CalHR Orders Most State Offices Closed in Response to the New Stay at Home Order

On December 3, 2020 California Department of Human Resources (CalHR) Director Eraina Ortega notified state department leadership that effective Monday, December 7, with some exceptions, state offices will close in response to the California Department of Public Health’s new Stay at Home Order. Offices will remain closed for at least three weeks.

Departments must immediately review their Continuity of Operations/Continuity of Government plans and determine which critical functions require staff to continue to report to the workplace. The CalHR direction provides that “all staff not performing critical functions at the workplace should remain at home teleworking, or if no telework is available, provided Administrative Time Off (ATO).”

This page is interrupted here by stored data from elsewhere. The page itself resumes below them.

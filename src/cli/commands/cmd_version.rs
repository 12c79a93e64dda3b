use clap::{Args, crate_name, crate_version};
use colored::Colorize;

#[derive(Args, Debug)]
pub struct VersionCommand {
    /// Print only the version number
    #[arg(long, short)]
    short: bool,
}

pub fn execute(action: &VersionCommand) {
    if action.short {
        println!("{}", crate_version!());
        return;
    }
    println!(
        "{} {} (entities for sea-orm 1.x, PostgreSQL)",
        crate_name!().green().bold(),
        crate_version!()
    );
}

The “critical functions” of essential government services has not changed and includes:

  • Government Leadership
  • Emergency Management
  • Social Services/Education
  • Information Technology/ Communication
  • Public Safety/Regulatory Enforcement
  • Medical/Health
  • Critical Infrastructure
  • Food Supply
  • Environmental Protection
  • Public Information
  • Unemployment Insurance Claims Processing
  • 24/7 Institutions (prisons, state hospitals, veterans homes, etc.)
  • Essential Government Services

The CalHR instruction includes prioritizing telework for at risk employees (age 65 or older and those with chronic health conditions) and providing telework for all employees eligible for telework. ATO is only provided as a “last resort.” When ATO is approved, it is approved regardless of an employee’s available leave balance.

If you have questions about the new Stay at Home Order and CalHR direction, please contact your ACSS Labor Relations Representative.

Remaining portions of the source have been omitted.